Domain SlammingSteadmanTech has offered domain name registration services for many years now. Over that time this business has had its changes, opportunities and challenges, but one thing has always remained consistent. There is always someone trying to trick my clients. Most notably, there always seems to be someone taking shots at Domain Slamming my customers.

Domain Slamming is a technique used by less than reputable domain name registrars who wish to trick registrants into switching from their existing service provider. The scam is almost always initiated through the mail and comes to you in the form of an official looking letter. These letters are very carefully crafted to look like an official notification that you are about to lose your online identity. It’s a technique perfected by the Canadian company “Domain Registry of America” who was eventually barred by the Federal Trade Commission from continuing these misleading practices.
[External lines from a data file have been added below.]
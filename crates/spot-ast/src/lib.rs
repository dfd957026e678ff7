//! Data model for the playbook / target / command domain (spec §3).
//!
//! This crate holds plain, serde-driven types and no execution logic: the
//! loader, resolver, preparer, executor and runner (the `spot` binary crate)
//! build on top of these shapes but own all behavior.

pub mod command;
pub mod playbook;
pub mod secrets;
pub mod target;

pub use command::{Action, CmdOptions, Command, CommandValidationError, CopySpec, DeleteSpec, LineSpec, SyncSpec, WaitSpec};
pub use playbook::{Playbook, SimplePlaybook, Task};
pub use secrets::{SecretsError, SecretsProvider};
pub use target::{Destination, InventoryData, Overrides, Target, RESERVED_ALL};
Just as bad or maybe even worse than being the victim of Domain Slamming, is another common domain name related scam I would call a “Domain Switching Scam”. Once again you are usually approached through the mail with a very official looking letter warning that you need to protect your online identity. The pitch is that you need to secure your domain name before it expires and is lost for good. The scam here is that the document you’ve received is actually an order form for a completely different domain name. One you never owned to begin with!

Five Tips to Avoid Domain Name Scams

  1. Know Where Your Domain Name is Registered — Be sure you know who your official domain name registrar is so you know which solicitations are legitimate and which are not.
  2. Check Your Domain Name Registration Details — By running a Whois search on your own domain name you can verify all of the registration details including who the registrar is, who is listed as the domain name registrant (owner), when the domain name is set to expire and more.
  3. Keep Domain Registration Contact Information Current — This is very important to assure that you do not lose control of your domain name. It is especially important to keep your contact email address(es) up to date. These addresses are usually the first line of communication your domain name registrar will use to contact you and are sometimes used to verify your identity as the true domain name registrant.
  4. Never Respond to Solicitations Via US Mail — In every case that I am aware of, current domain name registrars first line of communication is always via email, NOT by US Mail (it used to be different). In at least 90% of all scam solicitations I have ever seen, the communications are sent via US Mail. Some used to come via your fax machine, but that practice has largely faded away.
  5. Renew Your Domain Name Well Before Its Expiration Date — Most domain name related scams are initiated in the last six months of an active domain registration period. Remember that you can renew your domain name registration at any time and you DO NOT LOSE ANY OF THE CURRENT REGISTRATION PERIOD. Anytime you renew a domain name registration, the renewal period is added to the existing registration period, extending the registration from that point forward.